This magazine started as a joke. Whenever a celebrity dies, especially a very old one, people online express surprise that he was still alive. Years ago, I posted on Twitter about a notional magazine where each issue would focus on “a person who it would surprise you to learn is still alive.”
The barrier between a joke and not a joke is tissue paper. Friends began to tell me when they discovered someone who was improbably alive. Twitter followers tagged me. Dick Van Dyke, William Eggleston, Roberta Flack. Henry Kissinger came up a lot. It seemed universal, the feeling of surprise, or sometimes wonder, at discovering some formerly notable figure was still out there. I thought it was a funny premise. The stupidity of making it real appealed to me, as did the impossibility: the subjects would keep dying. It would always be a race against time.
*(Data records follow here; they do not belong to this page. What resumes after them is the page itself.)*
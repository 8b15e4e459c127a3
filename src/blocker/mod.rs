use crate::constants::BLOCK_ADDRESS;
use crate::error::AppError;
use crate::platform::FileAccess;
use log::info;
use std::collections::BTreeSet;
use std::io;
use std::path::{Path, PathBuf};

/// Domain blocking through `127.0.0.1` entries in the hosts file.
///
/// `blocked` mirrors what this process wrote. It is advisory: edits made to
/// the file by anything else are not reflected in it.
pub struct HostBlocklist {
    files: Box<dyn FileAccess>,
    hosts_path: PathBuf,
    blocked: BTreeSet<String>,
}

impl HostBlocklist {
    pub fn new(files: Box<dyn FileAccess>, hosts_path: impl Into<PathBuf>) -> Self {
        Self {
            files,
            hosts_path: hosts_path.into(),
            blocked: BTreeSet::new(),
        }
    }

    pub fn hosts_path(&self) -> &Path {
        &self.hosts_path
    }

    /// Append the entry unless the file already contains it.
    ///
    /// Presence is a substring check, so an existing entry for a longer
    /// domain with this one as a prefix also counts as present.
    pub fn block_site(&mut self, domain: &str) -> Result<(), AppError> {
        let entry = format!("{BLOCK_ADDRESS} {domain}");
        let mut content = self.read_hosts()?;

        if !content.contains(&entry) {
            if !content.is_empty() && !content.ends_with('\n') {
                content.push('\n');
            }
            content.push_str(&entry);
            content.push('\n');
            self.write_hosts(&content)?;
            info!("Blocked site: {domain}");
        }

        self.blocked.insert(domain.to_string());
        Ok(())
    }

    /// Drop every line mentioning the domain, including unrelated hosts that contain it.
    pub fn unblock_site(&mut self, domain: &str) -> Result<(), AppError> {
        let content = self.read_hosts()?;
        let kept: String = content
            .split_inclusive('\n')
            .filter(|line| !line.contains(domain))
            .collect();

        if kept.len() != content.len() {
            self.write_hosts(&kept)?;
            info!("Unblocked site: {domain}");
        }

        self.blocked.remove(domain);
        Ok(())
    }

    pub fn blocked_sites(&self) -> &BTreeSet<String> {
        &self.blocked
    }

    /// Domains the file currently points at the block address.
    pub fn scan_hosts(&self) -> Result<Vec<String>, AppError> {
        let content = self.read_hosts()?;
        let mut domains = Vec::new();

        for line in content.lines().map(str::trim) {
            if line.starts_with('#') {
                continue;
            }
            let mut parts = line.split_whitespace();
            if parts.next() != Some(BLOCK_ADDRESS) {
                continue;
            }
            for domain in parts.take_while(|p| !p.starts_with('#')) {
                if domain != "localhost" && !domains.iter().any(|d| d == domain) {
                    domains.push(domain.to_string());
                }
            }
        }

        Ok(domains)
    }

    fn read_hosts(&self) -> Result<String, AppError> {
        match self.files.read(&self.hosts_path) {
            Ok(content) => Ok(content),
            Err(e) if e.kind() == io::ErrorKind::NotFound => Ok(String::new()),
            Err(e) => Err(AppError::from_io(&self.hosts_path, e)),
        }
    }

    fn write_hosts(&self, content: &str) -> Result<(), AppError> {
        self.files
            .write(&self.hosts_path, content)
            .map_err(|e| AppError::from_io(&self.hosts_path, e))
    }
}
mod progress;
mod settings;
mod usage;

pub use progress::{ProgressState, ProgressStatus, StatsSnapshot};
pub use settings::{Profile, Settings};
pub use usage::{AppBreakdown, BlockRecord, DailyStats, FocusSession, WeeklyStats};
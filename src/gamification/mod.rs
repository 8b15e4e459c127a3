use crate::constants::POINTS_PER_BLOCK;
use crate::error::AppError;
use crate::models::{ProgressState, ProgressStatus, StatsSnapshot};
use crate::store::JsonStore;
use chrono::{Local, NaiveDate};
use log::{error, info, warn};
use std::path::PathBuf;

/// A one-time badge and the bonus it grants.
pub struct Achievement {
    pub id: &'static str,
    pub reward: u32,
    earned: fn(&ProgressState) -> bool,
}

fn first_block(state: &ProgressState) -> bool {
    state.blocks_today >= 1
}

fn five_hundred_points(state: &ProgressState) -> bool {
    state.points >= 500
}

fn week_streak(state: &ProgressState) -> bool {
    state.streak >= 7
}

/// Evaluated in this order.
pub const ACHIEVEMENTS: [Achievement; 4] = [
    Achievement { id: "first_block", reward: 25, earned: first_block },
    Achievement { id: "focus_warrior", reward: 100, earned: five_hundred_points },
    Achievement { id: "level_5", reward: 50, earned: five_hundred_points },
    Achievement { id: "daily_champion", reward: 200, earned: week_streak },
];

/// Points, streak and badges. Every mutation is written through to disk.
pub struct ProgressTracker {
    state: ProgressState,
    store: JsonStore,
}

impl ProgressTracker {
    /// Load persisted progress, or start fresh if there is none or it is unreadable.
    pub fn open(path: impl Into<PathBuf>) -> Self {
        let store = JsonStore::new(path);
        let state = match store.load::<ProgressState>() {
            Ok(Some(state)) => state,
            Ok(None) => ProgressState::default(),
            Err(e) => {
                warn!("Could not load progress, starting fresh: {e}");
                ProgressState::default()
            }
        };
        Self { state, store }
    }

    pub fn state(&self) -> &ProgressState {
        &self.state
    }

    pub fn status(&self) -> ProgressStatus {
        ProgressStatus::from(&self.state)
    }

    pub fn snapshot(&self) -> StatsSnapshot {
        StatsSnapshot::from(&self.state)
    }

    pub fn add_points(&mut self, amount: u32) -> Result<(), AppError> {
        self.state.points = self.state.points.saturating_add(amount);
        self.check_achievements();
        self.persist()
    }

    pub fn record_block(&mut self) -> Result<(), AppError> {
        self.state.blocks_today = self.state.blocks_today.saturating_add(1);
        self.add_points(POINTS_PER_BLOCK)
    }

    /// Returns whether anything changed.
    pub fn update_streak(&mut self) -> Result<bool, AppError> {
        self.update_streak_on(Local::now().date_naive())
    }

    pub fn update_streak_on(&mut self, today: NaiveDate) -> Result<bool, AppError> {
        let last = self.state.last_active_date;
        if last == Some(today) {
            return Ok(false);
        }

        let yesterday = today.pred_opt();
        if last.is_some() && last == yesterday {
            self.state.streak = self.state.streak.saturating_add(1);
        } else {
            self.state.streak = 1;
        }

        self.state.blocks_today = 0;
        self.state.last_active_date = Some(today);
        info!("Streak updated: {} day(s)", self.state.streak);

        self.check_achievements();
        self.persist()?;
        Ok(true)
    }

    /// Grant every badge whose rule holds, repeating until a pass grants nothing.
    ///
    /// Each pass judges all rules against the state as it was before the pass,
    /// so rules sharing a threshold are granted together, once each.
    fn check_achievements(&mut self) {
        loop {
            let snapshot = self.state.clone();
            let earned: Vec<&Achievement> = ACHIEVEMENTS
                .iter()
                .filter(|a| !snapshot.has_badge(a.id) && (a.earned)(&snapshot))
                .collect();

            if earned.is_empty() {
                break;
            }

            for achievement in earned {
                self.state.badges.insert(achievement.id.to_string());
                self.state.points = self.state.points.saturating_add(achievement.reward);
                info!("Badge earned: {} (+{} points)", achievement.id, achievement.reward);
            }
        }
    }

    fn persist(&self) -> Result<(), AppError> {
        self.store.save(&self.state).map_err(|e| {
            error!("Failed to save progress: {e}");
            e
        })
    }
}
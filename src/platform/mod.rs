pub mod native;
pub mod types;

pub use native::{NativeFiles, NativeProcesses};
pub use types::{FileAccess, ProcessSource};

use std::path::PathBuf;

/// Return the system hosts file path.
#[cfg(target_os = "windows")]
pub fn hosts_file_path() -> PathBuf {
    let root = std::env::var("SystemRoot").unwrap_or_else(|_| r"C:\Windows".into());
    PathBuf::from(root).join(r"System32\drivers\etc\hosts")
}

/// Return the system hosts file path.
#[cfg(target_os = "macos")]
pub fn hosts_file_path() -> PathBuf {
    PathBuf::from("/private/etc/hosts")
}

/// Return the system hosts file path.
#[cfg(not(any(target_os = "windows", target_os = "macos")))]
pub fn hosts_file_path() -> PathBuf {
    PathBuf::from("/etc/hosts")
}
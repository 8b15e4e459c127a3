use crate::analytics::UsageAnalytics;
use crate::error::AppError;
use crate::gamification::ProgressTracker;
use crate::monitor::BlockEvent;
use crate::timer::{FocusTimer, TimerEvent};
use chrono::{DateTime, Local, NaiveDate};
use log::{info, warn};
use std::sync::{Arc, Mutex, MutexGuard};

/// Everything the monitor loop and the front end both touch, behind one mutex.
pub struct GuardianState {
    pub progress: ProgressTracker,
    pub analytics: UsageAnalytics,
    pub timer: Option<FocusTimer>,
    limit_warned_on: Option<NaiveDate>,
}

pub type SharedState = Arc<Mutex<GuardianState>>;

impl GuardianState {
    pub fn new(progress: ProgressTracker) -> Self {
        Self {
            progress,
            analytics: UsageAnalytics::new(),
            timer: None,
            limit_warned_on: None,
        }
    }

    pub fn into_shared(self) -> SharedState {
        Arc::new(Mutex::new(self))
    }

    /// Route a block event to analytics and progress.
    ///
    /// A failed progress write is already logged; memory stays authoritative.
    pub fn handle_block(&mut self, event: &BlockEvent) {
        self.analytics.record_block(&event.app, event.at);
        if let Err(e) = self.progress.record_block() {
            warn!("Block of {} counted but not saved: {e}", event.app);
        }
    }

    /// Record a focus session, then check today's total against the daily limit.
    pub fn record_focus_session_at(
        &mut self,
        minutes: u32,
        quality: Option<f64>,
        at: DateTime<Local>,
        daily_limit_minutes: u32,
    ) -> Result<(), AppError> {
        self.analytics.record_focus_session_at(minutes, quality, at)?;
        self.check_daily_limit_on(at.date_naive(), daily_limit_minutes);
        Ok(())
    }

    /// Warns once per day when focus time goes past the limit. Returns `true` on that call.
    pub fn check_daily_limit_on(&mut self, today: NaiveDate, daily_limit_minutes: u32) -> bool {
        if self.limit_warned_on == Some(today) {
            return false;
        }
        let minutes = self.analytics.daily_stats_on(today).total_focus_time_today;
        if minutes <= daily_limit_minutes {
            return false;
        }

        warn!("Daily limit passed: {minutes} focus minutes today, limit is {daily_limit_minutes}");
        self.limit_warned_on = Some(today);
        true
    }

    /// Advance the focus timer, recording a session for each finished work block.
    pub fn tick_timer_at(&mut self, now: DateTime<Local>, daily_limit_minutes: u32) -> Option<TimerEvent> {
        let event = self.timer.as_mut()?.tick_at(now)?;
        match event {
            TimerEvent::WorkCompleted { minutes } => {
                info!("Work block of {minutes} minutes done, take a break");
                if let Err(e) = self.record_focus_session_at(minutes, None, now, daily_limit_minutes) {
                    warn!("Focus block not recorded: {e}");
                }
            }
            TimerEvent::BreakCompleted => info!("Break over, back to work"),
        }
        Some(event)
    }
}

/// Lock a mutex, recovering from poisoning if necessary
pub fn safe_lock<'a, T>(mutex: &'a Mutex<T>, context: &str) -> MutexGuard<'a, T> {
    match mutex.lock() {
        Ok(guard) => guard,
        Err(poisoned) => {
            warn!("{context} mutex was poisoned, recovering");
            poisoned.into_inner()
        }
    }
}

#[cfg(test)]
mod tests {
    use super::*;
    use chrono::TimeZone;
    use tempfile::{tempdir, TempDir};

    fn fresh() -> (GuardianState, TempDir) {
        let dir = tempdir().unwrap();
        let state = GuardianState::new(ProgressTracker::open(dir.path().join("stats.json")));
        (state, dir)
    }

    fn at(h: u32, m: u32) -> DateTime<Local> {
        Local.with_ymd_and_hms(2025, 6, 4, h, m, 0).single().unwrap()
    }

    #[test]
    fn test_handle_block_updates_both_sides() {
        let (mut state, _dir) = fresh();

        state.handle_block(&BlockEvent {
            app: "TikTok".into(),
            process: "tiktok".into(),
            at: Local::now(),
        });

        assert_eq!(state.analytics.daily_stats().blocks_today, 1);
        assert_eq!(state.progress.state().blocks_today, 1);
        assert_eq!(state.progress.state().points, 35);
    }

    #[test]
    fn test_daily_limit_warns_once_per_day() {
        let (mut state, _dir) = fresh();
        let today = at(9, 0).date_naive();

        state.record_focus_session_at(60, None, at(9, 0), 90).unwrap();
        assert!(!state.check_daily_limit_on(today, 90));

        state.record_focus_session_at(30, None, at(10, 0), 90).unwrap();
        // Exactly at the limit is not past it
        assert!(!state.check_daily_limit_on(today, 90));

        state.analytics.record_focus_session_at(1, None, at(11, 0)).unwrap();
        assert!(state.check_daily_limit_on(today, 90));
        assert!(!state.check_daily_limit_on(today, 90));

        let tomorrow = today.succ_opt().unwrap();
        state.analytics.record_focus_session_at(120, None, at(9, 0) + chrono::Duration::days(1)).unwrap();
        assert!(state.check_daily_limit_on(tomorrow, 90));
    }

    #[test]
    fn test_timer_records_completed_work_blocks() {
        let (mut state, _dir) = fresh();
        let today = at(9, 0).date_naive();
        assert_eq!(state.tick_timer_at(at(9, 0), 480), None);

        state.timer = Some(FocusTimer::new(25, 5, at(9, 0)));
        assert_eq!(state.tick_timer_at(at(9, 10), 480), None);
        assert_eq!(
            state.tick_timer_at(at(9, 25), 480),
            Some(TimerEvent::WorkCompleted { minutes: 25 })
        );
        assert_eq!(state.tick_timer_at(at(9, 30), 480), Some(TimerEvent::BreakCompleted));
        assert!(state.tick_timer_at(at(9, 55), 480).is_some());

        let stats = state.analytics.daily_stats_on(today);
        assert_eq!(stats.focus_sessions_today, 2);
        assert_eq!(stats.total_focus_time_today, 50);
    }

    #[test]
    fn test_timer_trips_daily_limit() {
        let (mut state, _dir) = fresh();
        let today = at(9, 0).date_naive();
        state.timer = Some(FocusTimer::new(50, 10, at(9, 0)));

        state.tick_timer_at(at(9, 50), 40);
        // Already warned by the timer tick
        assert!(!state.check_daily_limit_on(today, 40));
    }

    #[test]
    fn test_safe_lock_recovers_from_poison() {
        let mutex = Arc::new(Mutex::new(5));
        let poisoner = Arc::clone(&mutex);
        let _ = std::thread::spawn(move || {
            let _guard = poisoner.lock().unwrap();
            panic!("poison");
        })
        .join();

        assert!(mutex.is_poisoned());
        assert_eq!(*safe_lock(&mutex, "test"), 5);
    }
}
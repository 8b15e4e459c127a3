use crate::platform::ProcessSource;
use chrono::{DateTime, Local};
use log::{debug, info};

/// A running process matched a blocked app.
#[derive(Debug, Clone, PartialEq, Eq)]
pub struct BlockEvent {
    /// The configured app name that matched.
    pub app: String,
    /// The lower-cased process name that was running.
    pub process: String,
    pub at: DateTime<Local>,
}

/// What to do to a process once it is detected.
///
/// Nothing terminates, suspends or isolates processes yet; the default only logs.
pub trait BlockAction: Send {
    fn apply(&mut self, event: &BlockEvent);
}

pub struct LogOnly;

impl BlockAction for LogOnly {
    fn apply(&mut self, event: &BlockEvent) {
        info!("Blocked: {} (process '{}')", event.app, event.process);
    }
}

/// Matches process snapshots against the blocked-app list.
pub struct ProcessMonitor {
    source: Box<dyn ProcessSource>,
    action: Box<dyn BlockAction>,
    /// (configured name, lower-cased name)
    blocked_apps: Vec<(String, String)>,
}

impl ProcessMonitor {
    pub fn new(source: Box<dyn ProcessSource>, blocked_apps: Vec<String>) -> Self {
        let mut monitor = Self {
            source,
            action: Box::new(LogOnly),
            blocked_apps: Vec::new(),
        };
        monitor.set_blocked_apps(blocked_apps);
        monitor
    }

    pub fn with_action(mut self, action: Box<dyn BlockAction>) -> Self {
        self.action = action;
        self
    }

    pub fn set_blocked_apps(&mut self, apps: Vec<String>) {
        self.blocked_apps = apps
            .into_iter()
            .filter(|a| !a.trim().is_empty())
            .map(|a| {
                let lower = a.to_lowercase();
                (a, lower)
            })
            .collect();
    }

    pub fn blocked_apps(&self) -> impl Iterator<Item = &str> {
        self.blocked_apps.iter().map(|(name, _)| name.as_str())
    }

    /// Take one snapshot and return one event per (process, blocked app) match.
    ///
    /// A failed snapshot is treated as an empty process list.
    pub fn check_apps(&mut self) -> Vec<BlockEvent> {
        let processes = match self.source.process_names() {
            Ok(names) => names,
            Err(e) => {
                debug!("Skipping tick: {e}");
                return Vec::new();
            }
        };

        let now = Local::now();
        let mut events = Vec::new();

        for process in processes.iter().map(|p| p.to_lowercase()) {
            for (app, lower) in &self.blocked_apps {
                if process.contains(lower.as_str()) {
                    events.push(BlockEvent {
                        app: app.clone(),
                        process: process.clone(),
                        at: now,
                    });
                }
            }
        }

        for event in &events {
            self.action.apply(event);
        }
        events
    }
}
Our goal, in print and online, is to make something that looks and feels like no other magazine. My initial premise, tossed off in ten seconds without thinking too hard, has been broadened to include not just one living person, but many people and entities. "Still Alive" is the loose prompt, but our first wave of writers took it in every direction—personal, biographical, critical. Each contributor understood the spirit of irreverence and independence. One of them told us that he's interested in identifying systems and working outside of them wherever possible. What a cool way of putting it. We want to do that, too.
In this issue, you'll find writing on music figures (Joan Baez, Chubby Checker, Keith Morris), actors (Tippi Hedren, Michael Richards), filmmakers (Clint Eastwood, Liliana Cavani), and more. You will find a profile of the world's oldest known turtle and a photo essay on malls, which are not only still alive, but getting weirder. You'll find a cocktail party anecdote about 10th President John Tyler's living grandson, which might even say something about America.
A couple years ago, my aunt died and left my sisters and me her small house in Saranac Lake, NY. She had a sad life and a sadder death. She was our father's sister. He also had a sad death. We sold the house and are using part of the money to fund this magazine. Some friends helped put it together, and a lot of brilliant strangers.
In Donald Barthelme's classic story The School, a teacher struggles to explain to his students why their class pets keep dying.
They said, is death that which gives meaning to life? And I said no, life is that which gives meaning to life. Then they said, but isn’t death, considered as a fundamental datum, the means by which the taken-for-granted mundanity of the everyday may be transcended in the direction of —
I said, yes, maybe.
They said, we don’t like it.
I said, that’s sound.
They said, it’s a bloody shame!
I said, it is.
We don't like it. It's a bloody shame. But what can we do? Try to have fun, I guess. We're here to have fun until the money runs out.